* [ABOUT THIS EXERCISE]
Exactly how many lines in this data contain the word "UnlClient"? Only the number should be given.

*** PROVIDED ENTRIES ***

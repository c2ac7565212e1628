//! UNL Retrieval and Key Derivation Tool
//!
//! Fetches a published XRP Ledger UNL, derives the base58 validation keys,
//! and prints the status report as JSON.

use anyhow::{Context, Result};
use clap::Parser;
use tracing_subscriber::EnvFilter;
use unl_manifest::{UnlClient, UnlReport, DEFAULT_UNL_URL};

#[derive(Parser)]
#[command(name = "unl-parser")]
#[command(about = "Retrieve a published UNL and derive its validation keys")]
#[command(version)]
struct Cli {
    /// Address of the published UNL
    #[arg(long, default_value = DEFAULT_UNL_URL)]
    url: String,

    /// Derive a single raw public key (hex) instead of fetching a UNL
    #[arg(long)]
    key: Option<String>,

    /// Pretty-print the JSON report
    #[arg(long)]
    pretty: bool,
}

#[tokio::main]
async fn main() -> Result<()> {
    tracing_subscriber::fmt()
        .with_env_filter(EnvFilter::from_default_env())
        .init();

    let cli = Cli::parse();

    if let Some(raw_key) = cli.key {
        let encoded = unl_keys::derive(&raw_key).context("key derivation failed")?;
        println!("{encoded}");
        return Ok(());
    }

    let client = UnlClient::new(cli.url).context("failed to build HTTP client")?;
    let report = UnlReport::collect(&client).await;

    let rendered = if cli.pretty {
        serde_json::to_string_pretty(&report)
    } else {
        serde_json::to_string(&report)
    }
    .context("failed to serialize report")?;

    println!("{rendered}");
    Ok(())
}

***

* [RESPONSE FOR THIS EXERCISE]
2